# RECORDS PROVIDED
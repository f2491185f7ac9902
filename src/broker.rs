// =============================================================================
// TradeBroker — in-process broadcast fan-out with bounded subscriber queues
// =============================================================================
//
// Every live subscriber owns an independent bounded queue (default capacity
// 1024). `publish` enqueues onto all of them and completes only once each
// active subscriber has accepted, so a full queue backpressures the publisher
// rather than dropping trades. Total memory is O(capacity × subscribers).
//
// Subscription semantics:
//   - subscribe-before-publish: a subscriber observes exactly the publishes
//     made after its subscribe completed; there is no replay.
//   - within one subscriber the sequence is in publish order; there is no
//     ordering guarantee across subscribers.
//   - dropping a `Subscription` deregisters its queue; only that subscriber
//     loses any in-flight item.
//
// Closing the broker (publisher done or failed) drops every queue's sender,
// so all live subscriptions end with normal end-of-stream.

use std::collections::{HashMap, HashSet};
use std::pin::Pin;
use std::sync::Arc;
use std::task::{Context, Poll};
use std::time::Duration;

use futures_util::{Stream, StreamExt};
use parking_lot::RwLock;
use tokio::sync::mpsc;
use tokio_stream::wrappers::ReceiverStream;
use tracing::{debug, info};
use uuid::Uuid;

use crate::error::BrokerClosed;
use crate::types::{Symbol, TradeRecord};

// =============================================================================
// Configuration
// =============================================================================

/// Tunables for the broker's queues and optional chronological re-ordering.
#[derive(Debug, Clone)]
pub struct BrokerConfig {
    /// Per-subscriber queue capacity.
    pub capacity: usize,
    /// Best-effort chronological delivery: buffer small chunks and sort each
    /// chunk by `source_timestamp`. Ordering holds within a chunk only.
    pub sort_by_timestamp: bool,
    /// Maximum trades per sort chunk.
    pub sort_chunk_size: usize,
    /// Deadline after which a partial sort chunk is flushed.
    pub sort_chunk_timeout: Duration,
}

impl Default for BrokerConfig {
    fn default() -> Self {
        Self {
            capacity: 1024,
            sort_by_timestamp: false,
            sort_chunk_size: 64,
            sort_chunk_timeout: Duration::from_millis(50),
        }
    }
}

// =============================================================================
// Broker
// =============================================================================

#[derive(Debug, Clone, Copy, PartialEq, Eq)]
enum BrokerState {
    Open,
    Closed,
}

struct BrokerInner {
    state: BrokerState,
    subscribers: HashMap<Uuid, mpsc::Sender<TradeRecord>>,
}

pub struct TradeBroker {
    config: BrokerConfig,
    inner: Arc<RwLock<BrokerInner>>,
    /// Serialises concurrent publishers so every subscriber observes one
    /// global publish order.
    publish_lock: tokio::sync::Mutex<()>,
}

impl TradeBroker {
    pub fn new(config: BrokerConfig) -> Self {
        Self {
            config,
            inner: Arc::new(RwLock::new(BrokerInner {
                state: BrokerState::Open,
                subscribers: HashMap::new(),
            })),
            publish_lock: tokio::sync::Mutex::new(()),
        }
    }

    /// Broadcast one trade to every live subscriber.
    ///
    /// Suspends while any subscriber's queue is full — this is the pipeline's
    /// backpressure primitive. Subscribers whose receiving end is gone are
    /// pruned; the trade is lost only for them.
    pub async fn publish(&self, trade: TradeRecord) -> Result<(), BrokerClosed> {
        let _serial = self.publish_lock.lock().await;

        // Snapshot the senders, then release the registry lock before any
        // await point.
        let targets: Vec<(Uuid, mpsc::Sender<TradeRecord>)> = {
            let inner = self.inner.read();
            if inner.state == BrokerState::Closed {
                return Err(BrokerClosed);
            }
            inner
                .subscribers
                .iter()
                .map(|(id, tx)| (*id, tx.clone()))
                .collect()
        };

        let mut stale = Vec::new();
        for (id, tx) in targets {
            if tx.send(trade.clone()).await.is_err() {
                stale.push(id);
            }
        }

        if !stale.is_empty() {
            let mut inner = self.inner.write();
            for id in &stale {
                inner.subscribers.remove(id);
            }
            debug!(pruned = stale.len(), "removed stale subscribers");
        }

        Ok(())
    }

    /// Attach a new subscriber. The returned [`Subscription`] yields every
    /// trade published after this call, in publish order, and releases its
    /// queue when dropped.
    pub fn subscribe(&self) -> Subscription {
        let (tx, rx) = mpsc::channel(self.config.capacity.max(1));
        let id = Uuid::new_v4();

        {
            let mut inner = self.inner.write();
            if inner.state == BrokerState::Open {
                inner.subscribers.insert(id, tx);
            }
            // On a closed broker `tx` is dropped here and the subscription
            // yields end-of-stream immediately.
        }

        Subscription {
            id,
            rx: ReceiverStream::new(rx),
            inner: Arc::clone(&self.inner),
            sort: self.config.sort_by_timestamp.then(|| SortWindow {
                chunk_size: self.config.sort_chunk_size,
                timeout: self.config.sort_chunk_timeout,
            }),
        }
    }

    /// Flip the broker to Closed. Every live subscription ends with normal
    /// end-of-stream; subsequent `publish` calls fail with [`BrokerClosed`].
    pub fn close(&self) {
        let mut inner = self.inner.write();
        if inner.state == BrokerState::Closed {
            return;
        }
        inner.state = BrokerState::Closed;
        let dropped = inner.subscribers.len();
        inner.subscribers.clear();
        info!(subscribers = dropped, "trade broker closed");
    }

    pub fn is_closed(&self) -> bool {
        self.inner.read().state == BrokerState::Closed
    }

    pub fn subscriber_count(&self) -> usize {
        self.inner.read().subscribers.len()
    }
}

// =============================================================================
// Subscription
// =============================================================================

#[derive(Debug, Clone, Copy)]
struct SortWindow {
    chunk_size: usize,
    timeout: Duration,
}

/// A scoped subscriber handle. Implements `Stream<Item = TradeRecord>`;
/// deregisters its queue from the broker on drop.
pub struct Subscription {
    id: Uuid,
    rx: ReceiverStream<TradeRecord>,
    inner: Arc<RwLock<BrokerInner>>,
    sort: Option<SortWindow>,
}

impl Stream for Subscription {
    type Item = TradeRecord;

    fn poll_next(mut self: Pin<&mut Self>, cx: &mut Context<'_>) -> Poll<Option<Self::Item>> {
        Pin::new(&mut self.rx).poll_next(cx)
    }
}

impl Drop for Subscription {
    fn drop(&mut self) {
        self.inner.write().subscribers.remove(&self.id);
    }
}

impl Subscription {
    /// Keep only trades for one symbol.
    pub fn filter_symbol(self, symbol: Symbol) -> impl Stream<Item = TradeRecord> {
        self.filter(move |t| futures_util::future::ready(t.symbol == symbol))
    }

    /// Keep only trades whose symbol is in `symbols`.
    pub fn filter_symbols(self, symbols: HashSet<Symbol>) -> impl Stream<Item = TradeRecord> {
        self.filter(move |t| futures_util::future::ready(symbols.contains(&t.symbol)))
    }

    /// Observe each trade without consuming it.
    pub fn tap(self, mut observe: impl FnMut(&TradeRecord)) -> impl Stream<Item = TradeRecord> {
        self.inspect(move |t| observe(t))
    }

    /// Finalise into the stream consumers iterate. When the broker was built
    /// with `sort_by_timestamp`, trades are batched into small chunks and
    /// each chunk is sorted by `source_timestamp`; cross-chunk order follows
    /// publish order.
    pub fn into_stream(self) -> Pin<Box<dyn Stream<Item = TradeRecord> + Send>> {
        match self.sort {
            None => Box::pin(self),
            Some(sort) => {
                let chunks =
                    tokio_stream::StreamExt::chunks_timeout(self, sort.chunk_size, sort.timeout);
                Box::pin(chunks.flat_map(|mut chunk: Vec<TradeRecord>| {
                    chunk.sort_by_key(|t| t.source_timestamp);
                    futures_util::stream::iter(chunk)
                }))
            }
        }
    }
}

// =============================================================================
// Unit Tests
// =============================================================================
#[cfg(test)]
mod tests {
    use super::*;
    use tokio::time::timeout;

    fn trade(symbol: &str, price: f64, ts: i64) -> TradeRecord {
        TradeRecord::new(Symbol::new(symbol).unwrap(), price, 10.0, ts, ts, None).unwrap()
    }

    fn symbols(trades: &[TradeRecord]) -> Vec<&str> {
        trades.iter().map(|t| t.symbol.as_str()).collect()
    }

    async fn take(stream: &mut (impl Stream<Item = TradeRecord> + Unpin), n: usize) -> Vec<TradeRecord> {
        let mut out = Vec::with_capacity(n);
        for _ in 0..n {
            match stream.next().await {
                Some(t) => out.push(t),
                None => break,
            }
        }
        out
    }

    #[tokio::test]
    async fn broadcasts_to_all_subscribers_in_publish_order() {
        let broker = TradeBroker::new(BrokerConfig::default());
        let mut a = broker.subscribe();
        let mut b = broker.subscribe();

        broker.publish(trade("AAPL", 150.0, 1)).await.unwrap();
        broker.publish(trade("GOOGL", 2_800.0, 2)).await.unwrap();
        broker.publish(trade("MSFT", 350.0, 3)).await.unwrap();

        let got_a = take(&mut a, 3).await;
        let got_b = take(&mut b, 3).await;
        assert_eq!(symbols(&got_a), vec!["AAPL", "GOOGL", "MSFT"]);
        assert_eq!(symbols(&got_b), vec!["AAPL", "GOOGL", "MSFT"]);
    }

    #[tokio::test]
    async fn filter_by_symbol_set() {
        let broker = TradeBroker::new(BrokerConfig::default());
        let wanted: HashSet<Symbol> = ["AAPL", "GOOGL"]
            .iter()
            .map(|s| Symbol::new(s).unwrap())
            .collect();
        let mut filtered = Box::pin(broker.subscribe().filter_symbols(wanted));

        for (sym, ts) in [("AAPL", 1), ("MSFT", 2), ("GOOGL", 3), ("TSLA", 4), ("AAPL", 5)] {
            broker.publish(trade(sym, 100.0, ts)).await.unwrap();
        }
        broker.close();

        let got: Vec<TradeRecord> = filtered.as_mut().collect().await;
        assert_eq!(symbols(&got), vec!["AAPL", "GOOGL", "AAPL"]);
    }

    #[tokio::test]
    async fn filter_single_symbol() {
        let broker = TradeBroker::new(BrokerConfig::default());
        let mut filtered = Box::pin(
            broker
                .subscribe()
                .filter_symbol(Symbol::new("AAPL").unwrap()),
        );

        broker.publish(trade("MSFT", 1.0, 1)).await.unwrap();
        broker.publish(trade("AAPL", 2.0, 2)).await.unwrap();
        broker.close();

        let got: Vec<TradeRecord> = filtered.as_mut().collect().await;
        assert_eq!(symbols(&got), vec!["AAPL"]);
    }

    #[tokio::test]
    async fn late_subscriber_sees_only_later_publishes() {
        let broker = TradeBroker::new(BrokerConfig::default());
        let mut early = broker.subscribe();

        broker.publish(trade("AAPL", 1.0, 1)).await.unwrap();

        let mut late = broker.subscribe();
        broker.publish(trade("MSFT", 2.0, 2)).await.unwrap();
        broker.close();

        // Both streams have ended; take() stops at end-of-stream.
        let got_early = take(&mut early, 3).await;
        let got_late = take(&mut late, 3).await;
        assert_eq!(symbols(&got_early), vec!["AAPL", "MSFT"]);
        assert_eq!(symbols(&got_late), vec!["MSFT"]);
    }

    #[tokio::test]
    async fn dropped_subscription_is_pruned_and_others_unaffected() {
        let broker = TradeBroker::new(BrokerConfig::default());
        let mut kept = broker.subscribe();
        let dropped = broker.subscribe();
        assert_eq!(broker.subscriber_count(), 2);

        drop(dropped);
        assert_eq!(broker.subscriber_count(), 1);

        broker.publish(trade("AAPL", 1.0, 1)).await.unwrap();
        let got = take(&mut kept, 1).await;
        assert_eq!(symbols(&got), vec!["AAPL"]);
    }

    #[tokio::test]
    async fn close_ends_streams_and_rejects_publish() {
        let broker = TradeBroker::new(BrokerConfig::default());
        let mut sub = broker.subscribe();

        broker.publish(trade("AAPL", 1.0, 1)).await.unwrap();
        broker.close();

        assert_eq!(take(&mut sub, 5).await.len(), 1); // buffered trade, then end
        assert_eq!(broker.publish(trade("AAPL", 2.0, 2)).await, Err(BrokerClosed));
        assert!(broker.is_closed());
    }

    #[tokio::test]
    async fn subscribe_after_close_yields_empty_stream() {
        let broker = TradeBroker::new(BrokerConfig::default());
        broker.close();
        let mut sub = broker.subscribe();
        assert!(sub.next().await.is_none());
    }

    #[tokio::test]
    async fn full_queue_backpressures_publisher() {
        let broker = TradeBroker::new(BrokerConfig {
            capacity: 1,
            ..BrokerConfig::default()
        });
        let mut slow = broker.subscribe();

        broker.publish(trade("AAPL", 1.0, 1)).await.unwrap();

        // Queue is full; the next publish must suspend until the subscriber
        // drains one item.
        let stalled = timeout(Duration::from_millis(50), broker.publish(trade("AAPL", 2.0, 2))).await;
        assert!(stalled.is_err(), "publish should block on a full queue");

        let first = slow.next().await.unwrap();
        assert_eq!(first.source_timestamp, 1);
        timeout(Duration::from_millis(200), broker.publish(trade("AAPL", 3.0, 3)))
            .await
            .expect("publish should proceed after drain")
            .unwrap();
    }

    #[tokio::test]
    async fn tap_observes_without_consuming() {
        let broker = TradeBroker::new(BrokerConfig::default());
        let seen = std::sync::Arc::new(std::sync::atomic::AtomicUsize::new(0));
        let seen_in_tap = seen.clone();
        let mut tapped = Box::pin(broker.subscribe().tap(move |_| {
            seen_in_tap.fetch_add(1, std::sync::atomic::Ordering::SeqCst);
        }));

        broker.publish(trade("AAPL", 1.0, 1)).await.unwrap();
        broker.publish(trade("AAPL", 2.0, 2)).await.unwrap();
        broker.close();

        let got: Vec<TradeRecord> = tapped.as_mut().collect().await;
        assert_eq!(got.len(), 2);
        assert_eq!(seen.load(std::sync::atomic::Ordering::SeqCst), 2);
    }

    #[tokio::test]
    async fn sort_by_timestamp_orders_within_chunk() {
        let broker = TradeBroker::new(BrokerConfig {
            sort_by_timestamp: true,
            sort_chunk_size: 3,
            ..BrokerConfig::default()
        });
        let mut ordered = broker.subscribe().into_stream();

        // Published out of source order; one full chunk.
        broker.publish(trade("AAPL", 1.0, 30)).await.unwrap();
        broker.publish(trade("AAPL", 2.0, 10)).await.unwrap();
        broker.publish(trade("AAPL", 3.0, 20)).await.unwrap();
        broker.close();

        let got: Vec<TradeRecord> = ordered.as_mut().collect().await;
        let timestamps: Vec<i64> = got.iter().map(|t| t.source_timestamp).collect();
        assert_eq!(timestamps, vec![10, 20, 30]);
    }
}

# ASSIGNED TASK
Copy range, inclusive: the line holding "let (tx, rx)" to the line holding "and the subscription". Reproduce exactly those lines of the records above and no others.

# ANSWER SECTION
        let (tx, rx) = mpsc::channel(self.config.capacity.max(1));
        let id = Uuid::new_v4();

        {
            let mut inner = self.inner.write();
            if inner.state == BrokerState::Open {
                inner.subscribers.insert(id, tx);
            }
            // On a closed broker `tx` is dropped here and the subscription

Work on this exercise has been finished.